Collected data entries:

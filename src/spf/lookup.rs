//! SPF record retrieval and include/redirect chain traversal.

use std::collections::{HashSet, VecDeque};

use super::parse::{lookup_terms, parse_all_qualifier, redirect_target, select_spf_record};
use super::record::{AllQualifier, MechanismKind, SpfRecord};
use crate::config::SPF_LOOKUP_BUDGET;
use crate::dns::{DnsClient, RecordKind};

/// Fetches the SPF record text published at `domain`.
///
/// Any DNS failure is treated as "no record".
pub async fn fetch_spf_record<C: DnsClient>(client: &C, domain: &str) -> Option<String> {
    match client.lookup(domain, RecordKind::Txt).await {
        Ok(txt_records) => select_spf_record(&txt_records),
        Err(e) => {
            log::debug!("No SPF record for {domain}: {e}");
            None
        }
    }
}

/// Resolves SPF for one assessment.
///
/// Holds only borrowed clients; every traversal owns its own visited set. The
/// record of the assessed domain comes from `client`, `include:` and `redirect=`
/// targets from `chain_client`.
pub struct SpfResolver<'a, C> {
    client: &'a C,
    chain_client: &'a C,
}

impl<'a, C: DnsClient> SpfResolver<'a, C> {
    pub fn new(client: &'a C) -> Self {
        Self {
            client,
            chain_client: client,
        }
    }

    /// Follows `include:` and `redirect=` targets through `chain_client`.
    ///
    /// Needed when `client` is pinned to an authoritative server, which only
    /// answers for its own zone.
    pub fn with_chain_client(mut self, chain_client: &'a C) -> Self {
        self.chain_client = chain_client;
        self
    }

    /// See [`fetch_spf_record`].
    pub async fn fetch(&self, domain: &str) -> Option<String> {
        fetch_spf_record(self.client, domain).await
    }

    async fn fetch_target(&self, target: &str) -> Option<String> {
        fetch_spf_record(self.chain_client, target).await
    }

    /// Fetches and evaluates the SPF record of `domain`.
    pub async fn resolve(&self, domain: &str) -> SpfRecord {
        let Some(raw) = self.fetch(domain).await else {
            return SpfRecord::absent();
        };
        let all_qualifier = self.all_qualifier(&raw).await;
        let (count, _) = self.chain_cost(&raw).await;
        SpfRecord::new(raw, all_qualifier, count)
    }

    /// DNS-lookup cost of the SPF chain rooted at `domain`, and whether it is
    /// above the budget. A domain without SPF costs nothing.
    pub async fn compute_lookup_cost(&self, domain: &str) -> (u32, bool) {
        match self.fetch(domain).await {
            Some(raw) => self.chain_cost(&raw).await,
            None => (0, false),
        }
    }

    /// Qualifier of the `all` mechanism of `raw`.
    ///
    /// When `raw` has no `all`, its `redirect=` target is followed (and that
    /// record's target, and so on) until a record has one, the chain breaks, or a
    /// target repeats.
    pub async fn all_qualifier(&self, raw: &str) -> Option<AllQualifier> {
        let mut visited = HashSet::new();
        let mut record = raw.to_string();
        loop {
            if let Some(qualifier) = parse_all_qualifier(&record) {
                return Some(qualifier);
            }
            let target = redirect_target(&record)?;
            if !visited.insert(target.clone()) {
                log::debug!("SPF redirect loop at {target}");
                return None;
            }
            record = self.fetch_target(&target).await?;
        }
    }

    /// Walks the include/redirect graph breadth first.
    ///
    /// Every DNS-consuming term costs one unit. An `include:`/`redirect=` target is
    /// expanded the first time its `(kind, target)` pair is seen; later
    /// occurrences still cost a unit but are not expanded again. Stops as soon as
    /// the total passes the budget.
    async fn chain_cost(&self, root: &str) -> (u32, bool) {
        let mut pending = VecDeque::from([root.to_string()]);
        let mut visited: HashSet<(MechanismKind, String)> = HashSet::new();
        let mut count: u32 = 0;

        'records: while let Some(record) = pending.pop_front() {
            for term in lookup_terms(&record) {
                count += 1;
                if count > SPF_LOOKUP_BUDGET {
                    break 'records;
                }
                let Some(target) = term.expandable_target() else {
                    continue;
                };
                if !visited.insert((term.kind, target.to_string())) {
                    continue;
                }
                // unreachable targets add nothing but do not stop the walk
                if let Some(nested) = self.fetch_target(target).await {
                    pending.push_back(nested);
                }
            }
        }

        (count, count > SPF_LOOKUP_BUDGET)
    }
}
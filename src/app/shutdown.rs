//! Graceful shutdown handling.

use tokio_util::sync::CancellationToken;

/// Stops the background tasks of a batch.
///
/// Cancels the progress logger and the Ctrl-C watcher, then waits for the logger
/// to exit so its last line is not cut off.
pub async fn shutdown_gracefully(
    cancel: CancellationToken,
    logging_task: Option<tokio::task::JoinHandle<()>>,
) {
    cancel.cancel();
    if let Some(logging_task) = logging_task {
        let _ = logging_task.await;
    }
}
//! Domain input reading.

use anyhow::{Context, Result};
use log::{info, warn};
use tokio::io::{AsyncBufRead, AsyncBufReadExt, BufReader};

use crate::config::DomainSource;

/// Returns the trimmed line, or `None` for blank lines and `#` comments.
pub fn domain_line(line: &str) -> Option<&str> {
    let trimmed = line.trim();
    if trimmed.is_empty() || trimmed.starts_with('#') {
        None
    } else {
        Some(trimmed)
    }
}

async fn read_lines<R: AsyncBufRead + Unpin>(reader: R) -> Vec<String> {
    let mut domains = Vec::new();
    let mut lines = reader.lines();
    loop {
        match lines.next_line().await {
            Ok(Some(line)) => {
                if let Some(domain) = domain_line(&line) {
                    domains.push(domain.to_string());
                }
            }
            Ok(None) => break,
            Err(e) => {
                warn!("Failed to read line from input: {e}");
                break;
            }
        }
    }
    domains
}

/// Collects the domains to assess, in input order.
///
/// A list path of `-` reads stdin. Domains are returned as written; normalization
/// happens per assessment so that malformed lines still get an error result.
///
/// # Errors
///
/// Returns an error if the input file cannot be opened.
pub async fn read_domains(source: &DomainSource) -> Result<Vec<String>> {
    let domains = match source {
        DomainSource::Single(domain) => domain_line(domain)
            .map(|d| vec![d.to_string()])
            .unwrap_or_default(),
        DomainSource::List(path) if path.as_os_str() == "-" => {
            info!("Reading domains from stdin");
            read_lines(BufReader::new(tokio::io::stdin())).await
        }
        DomainSource::List(path) => {
            let file = tokio::fs::File::open(path)
                .await
                .with_context(|| format!("Failed to open input file {}", path.display()))?;
            read_lines(BufReader::new(file)).await
        }
    };
    info!("Total domains in input: {}", domains.len());
    Ok(domains)
}
//! Application initialization and resource setup.
//!
//! This module provides functions to initialize all shared resources:
//! - Logger
//! - DNS client
//! - Public Suffix List extractor
//! - Worker semaphore
//!
//! All initialization functions return proper error types for error handling.

mod logger;
mod resolver;

use std::sync::Arc;

use tldextract::{TldExtractor, TldOption};
use tokio::sync::Semaphore;

// Re-export public API
pub use logger::init_logger_with;
pub use resolver::init_resolver;

/// Initializes a semaphore for controlling concurrency.
///
/// Creates a new semaphore with the specified permit count. This semaphore is used
/// to limit the number of concurrent domain assessments.
pub fn init_semaphore(count: usize) -> Arc<Semaphore> {
    Arc::new(Semaphore::new(count))
}

/// Initializes the Public Suffix List extractor.
///
/// The extractor splits a host into subdomain, registrable label and public suffix,
/// which is what decides whether a domain is a subdomain and what its
/// organizational domain is.
pub fn init_extractor() -> Arc<TldExtractor> {
    Arc::new(TldExtractor::new(TldOption::default()))
}
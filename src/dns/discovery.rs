//! Nameserver discovery.
//!
//! Picks the server one assessment is resolved against: the domain's own primary
//! nameserver (from its SOA) first, then the public resolvers in order. The first
//! server that serves both an SPF and a DMARC record wins; otherwise the most
//! complete partial answer is kept.

use std::fmt;
use std::net::IpAddr;

use super::client::{DnsClient, RecordKind};
use crate::config::PUBLIC_RESOLVERS;
use crate::dmarc::fetch_dmarc_record;
use crate::spf::fetch_spf_record;

/// Where the records of an assessment were fetched from.
#[derive(Debug, Clone, Copy, PartialEq, Eq)]
pub enum NameserverSource {
    /// The primary nameserver named in the domain's SOA record
    Authoritative(IpAddr),
    /// One of the fixed public resolvers
    Public(IpAddr),
    /// The system resolver configuration
    Default,
}

impl NameserverSource {
    pub fn address(&self) -> Option<IpAddr> {
        match self {
            NameserverSource::Authoritative(ip) | NameserverSource::Public(ip) => Some(*ip),
            NameserverSource::Default => None,
        }
    }
}

impl fmt::Display for NameserverSource {
    fn fmt(&self, f: &mut fmt::Formatter<'_>) -> fmt::Result {
        match self {
            NameserverSource::Authoritative(ip) => write!(f, "{ip} (authoritative)"),
            NameserverSource::Public(ip) => write!(f, "{ip} (public)"),
            NameserverSource::Default => f.write_str("system resolver"),
        }
    }
}

/// A client pinned to the chosen server, with how it was chosen.
pub struct Discovery<C> {
    pub client: C,
    pub source: NameserverSource,
}

/// Resolves the primary nameserver of `domain` to an address using `base`.
async fn authoritative_address<C: DnsClient>(base: &C, domain: &str) -> Option<IpAddr> {
    let mname = base
        .lookup(domain, RecordKind::Soa)
        .await
        .ok()?
        .into_iter()
        .next()?;
    let addresses = base.lookup(&mname, RecordKind::A).await.ok()?;
    addresses.iter().find_map(|a| a.parse::<IpAddr>().ok())
}

/// How many of the two anchor records (SPF, DMARC) `client` returns for `domain`.
async fn anchor_records_found<C: DnsClient>(client: &C, domain: &str) -> usize {
    let spf = fetch_spf_record(client, domain).await.is_some();
    let dmarc = fetch_dmarc_record(client, domain).await.is_some();
    usize::from(spf) + usize::from(dmarc)
}

/// Chooses the nameserver for assessing `domain`.
///
/// Never fails: when no candidate returns anything, `base` itself is used.
pub async fn discover_nameserver<C>(base: &C, domain: &str) -> Discovery<C>
where
    C: DnsClient + Clone,
{
    let mut candidates = Vec::with_capacity(PUBLIC_RESOLVERS.len() + 1);
    if let Some(ip) = authoritative_address(base, domain).await {
        candidates.push(NameserverSource::Authoritative(ip));
    }
    candidates.extend(PUBLIC_RESOLVERS.iter().copied().map(NameserverSource::Public));

    let mut best: Option<(usize, Discovery<C>)> = None;
    for source in candidates {
        let Some(server) = source.address() else {
            continue;
        };
        let client = base.with_nameserver(server);
        let found = anchor_records_found(&client, domain).await;
        log::debug!("{domain}: {source} returned {found} of 2 anchor records");
        if found == 2 {
            return Discovery { client, source };
        }
        // strictly greater keeps the earliest candidate on ties
        if found > 0 && best.as_ref().map_or(true, |(n, _)| found > *n) {
            best = Some((found, Discovery { client, source }));
        }
    }

    match best {
        Some((_, discovery)) => discovery,
        None => Discovery {
            client: base.clone(),
            source: NameserverSource::Default,
        },
    }
}
//! The DNS client abstraction the resolvers are written against.

use std::fmt;
use std::future::Future;
use std::net::IpAddr;

use crate::error_handling::DnsError;

/// Record types the assessment needs.
#[derive(Debug, Clone, Copy, PartialEq, Eq, Hash)]
pub enum RecordKind {
    /// Text records (SPF, DMARC, BIMI); multi-string records are joined
    Txt,
    /// Start of authority; yields the primary nameserver name
    Soa,
    /// IPv4 address; yields dotted-quad strings
    A,
    /// Mail exchanger; yields `"<preference> <host>"`
    Mx,
}

impl fmt::Display for RecordKind {
    fn fmt(&self, f: &mut fmt::Formatter<'_>) -> fmt::Result {
        let name = match self {
            RecordKind::Txt => "TXT",
            RecordKind::Soa => "SOA",
            RecordKind::A => "A",
            RecordKind::Mx => "MX",
        };
        f.write_str(name)
    }
}

/// Resolves `(name, kind)` to a list of strings.
///
/// An empty answer is reported as [`DnsError::NoRecords`], so `Ok` always carries at
/// least one value. Implementations are shared read-only between concurrent
/// assessments.
pub trait DnsClient: Send + Sync {
    /// Queries `name` for records of `kind`.
    fn lookup(
        &self,
        name: &str,
        kind: RecordKind,
    ) -> impl Future<Output = Result<Vec<String>, DnsError>> + Send;

    /// Returns a client of the same kind that sends every query to `server`.
    fn with_nameserver(&self, server: IpAddr) -> Self
    where
        Self: Sized;

    /// The server this client is pinned to, if any.
    fn nameserver(&self) -> Option<IpAddr>;
}
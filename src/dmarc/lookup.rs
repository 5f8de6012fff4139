//! DMARC record retrieval with organizational-domain fallback.

use super::record::{parse_fields, DmarcRecord};
use crate::config::DMARC_LABEL;
use crate::dns::{DnsClient, RecordKind};
use crate::domain::DomainContext;

/// Picks the DMARC record out of the TXT records at `_dmarc.<domain>`.
pub fn select_dmarc_record(txt_records: &[String]) -> Option<String> {
    txt_records
        .iter()
        .find(|txt| txt.contains("DMARC1"))
        .map(|txt| txt.replace('"', "").trim().to_string())
}

/// Fetches the DMARC record text published for `domain` (no fallback).
pub async fn fetch_dmarc_record<C: DnsClient>(client: &C, domain: &str) -> Option<String> {
    let name = format!("{DMARC_LABEL}.{domain}");
    match client.lookup(&name, RecordKind::Txt).await {
        Ok(txt_records) => select_dmarc_record(&txt_records),
        Err(e) => {
            log::debug!("No DMARC record at {name}: {e}");
            None
        }
    }
}

pub struct DmarcResolver<'a, C> {
    client: &'a C,
}

impl<'a, C: DnsClient> DmarcResolver<'a, C> {
    pub fn new(client: &'a C) -> Self {
        Self { client }
    }

    /// Resolves the DMARC record that applies to `ctx.domain`.
    ///
    /// A subdomain without its own record falls back to the record of its
    /// organizational domain (RFC 7489 section 6.6.3), with exactly one extra
    /// lookup.
    pub async fn resolve(&self, ctx: &DomainContext) -> DmarcRecord {
        if let Some(raw) = fetch_dmarc_record(self.client, &ctx.domain).await {
            return parse_fields(&raw);
        }
        if !ctx.is_subdomain {
            return DmarcRecord::absent();
        }

        match fetch_dmarc_record(self.client, &ctx.organizational_domain).await {
            Some(raw) => {
                log::debug!(
                    "{}: using DMARC record of organizational domain {}",
                    ctx.domain,
                    ctx.organizational_domain
                );
                DmarcRecord {
                    from_organizational_domain: true,
                    ..parse_fields(&raw)
                }
            }
            None => DmarcRecord::absent(),
        }
    }
}
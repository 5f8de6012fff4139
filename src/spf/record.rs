//! SPF data types.

use strum_macros::{Display, EnumIter};

use crate::config::SPF_LOOKUP_BUDGET;

/// Qualifier of the record's `all` mechanism.
#[derive(Debug, Clone, Copy, PartialEq, Eq, Hash, Display, EnumIter)]
pub enum AllQualifier {
    /// `-all`
    #[strum(serialize = "-all")]
    Fail,
    /// `~all`
    #[strum(serialize = "~all")]
    SoftFail,
    /// `?all`
    #[strum(serialize = "?all")]
    Neutral,
    /// `+all`
    #[strum(serialize = "+all")]
    Pass,
    /// More than one `all` mechanism: the record is malformed
    #[strum(serialize = "multiple")]
    Multiple,
}

impl AllQualifier {
    /// Matches a whole SPF term such as `~all`. A bare `all` is not matched.
    pub(crate) fn from_token(token: &str) -> Option<Self> {
        let token = token.to_ascii_lowercase();
        match token.as_str() {
            "-all" => Some(AllQualifier::Fail),
            "~all" => Some(AllQualifier::SoftFail),
            "?all" => Some(AllQualifier::Neutral),
            "+all" => Some(AllQualifier::Pass),
            _ => None,
        }
    }
}

/// DNS-consuming SPF terms (RFC 7208 section 4.6.4).
#[derive(Debug, Clone, Copy, PartialEq, Eq, Hash)]
pub enum MechanismKind {
    Include,
    Redirect,
    A,
    Mx,
    Ptr,
    Exists,
}

/// What the SPF resolver learned about a domain.
#[derive(Debug, Clone, Default, PartialEq, Eq)]
pub struct SpfRecord {
    /// Record text with quoting stripped; `None` when no SPF record was found
    pub raw: Option<String>,
    /// Qualifier of the `all` mechanism, following `redirect=` when the record has none
    pub all_qualifier: Option<AllQualifier>,
    /// DNS-consuming terms across the whole include/redirect chain
    pub dns_lookup_count: u32,
    /// `dns_lookup_count` is above the RFC 7208 limit
    pub lookup_budget_exceeded: bool,
}

impl SpfRecord {
    /// The record of a domain that publishes no SPF policy.
    pub fn absent() -> Self {
        Self::default()
    }

    pub fn new(raw: String, all_qualifier: Option<AllQualifier>, dns_lookup_count: u32) -> Self {
        Self {
            raw: Some(raw),
            all_qualifier,
            dns_lookup_count,
            lookup_budget_exceeded: dns_lookup_count > SPF_LOOKUP_BUDGET,
        }
    }

    pub fn is_present(&self) -> bool {
        self.raw.is_some()
    }
}
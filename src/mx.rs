//! MX lookup and mail provider detection.
//!
//! Informational like BIMI: the exchangers are reported next to the verdict and
//! never change it.

use strum_macros::Display;

use crate::dns::{DnsClient, RecordKind};

/// Hosted mail platforms recognized from exchanger names.
#[derive(Debug, Clone, Copy, PartialEq, Eq, Display)]
pub enum MailProvider {
    #[strum(serialize = "Microsoft Exchange Online")]
    ExchangeOnline,
    #[strum(serialize = "Google Workspace")]
    GoogleWorkspace,
    #[strum(serialize = "ProtonMail")]
    ProtonMail,
    #[strum(serialize = "Mailgun")]
    Mailgun,
    #[strum(serialize = "SendGrid")]
    SendGrid,
    #[strum(serialize = "Proofpoint")]
    Proofpoint,
    #[strum(serialize = "Custom/Unknown")]
    Unknown,
}

/// Exchanger host suffixes, checked in order.
const PROVIDER_SUFFIXES: &[(&str, MailProvider)] = &[
    ("outlook.com", MailProvider::ExchangeOnline),
    ("google.com", MailProvider::GoogleWorkspace),
    ("googlemail.com", MailProvider::GoogleWorkspace),
    ("protonmail.ch", MailProvider::ProtonMail),
    ("mailgun.org", MailProvider::Mailgun),
    ("sendgrid.net", MailProvider::SendGrid),
    ("ppe-hosted.com", MailProvider::Proofpoint),
];

/// One `MX` answer.
#[derive(Debug, Clone, PartialEq, Eq)]
pub struct MailExchanger {
    pub preference: u16,
    pub host: String,
}

impl MailExchanger {
    /// Parses the `"<preference> <host>"` form the DNS client renders.
    fn parse(answer: &str) -> Option<Self> {
        let (preference, host) = answer.trim().split_once(char::is_whitespace)?;
        let host = host.trim().trim_end_matches('.').to_lowercase();
        if host.is_empty() {
            return None;
        }
        Some(Self {
            preference: preference.parse().ok()?,
            host,
        })
    }
}

/// Mail exchangers of a domain, most preferred first.
#[derive(Debug, Clone, Default, PartialEq, Eq)]
pub struct MxRecords {
    pub exchangers: Vec<MailExchanger>,
    pub provider: Option<MailProvider>,
}

impl MxRecords {
    /// Exchangers in `"<preference> <host>"` form.
    pub fn rendered(&self) -> Vec<String> {
        self.exchangers
            .iter()
            .map(|mx| format!("{} {}", mx.preference, mx.host))
            .collect()
    }
}

fn host_matches(host: &str, suffix: &str) -> bool {
    host == suffix || host.ends_with(&format!(".{suffix}"))
}

/// Provider behind a set of exchangers; `None` without exchangers.
pub fn detect_provider(exchangers: &[MailExchanger]) -> Option<MailProvider> {
    if exchangers.is_empty() {
        return None;
    }
    let provider = PROVIDER_SUFFIXES
        .iter()
        .find(|(suffix, _)| exchangers.iter().any(|mx| host_matches(&mx.host, suffix)))
        .map_or(MailProvider::Unknown, |(_, provider)| *provider);
    Some(provider)
}

/// Parses raw `MX` answers; unparseable answers are dropped.
pub fn parse_mx_records(answers: &[String]) -> MxRecords {
    let mut exchangers: Vec<MailExchanger> =
        answers.iter().filter_map(|a| MailExchanger::parse(a)).collect();
    exchangers.sort_by(|a, b| a.preference.cmp(&b.preference).then_with(|| a.host.cmp(&b.host)));
    let provider = detect_provider(&exchangers);
    MxRecords {
        exchangers,
        provider,
    }
}

/// Looks up the mail exchangers of `domain`.
pub async fn resolve_mx<C: DnsClient>(client: &C, domain: &str) -> MxRecords {
    match client.lookup(domain, RecordKind::Mx).await {
        Ok(answers) => parse_mx_records(&answers),
        Err(e) => {
            log::debug!("No MX records for {domain}: {e}");
            MxRecords::default()
        }
    }
}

DESCRIPTION OF THE TASK: Report the count, and only the count, of lines in the records above that contain "BIMI".

SOLUTION TO THIS PROBLEM: 2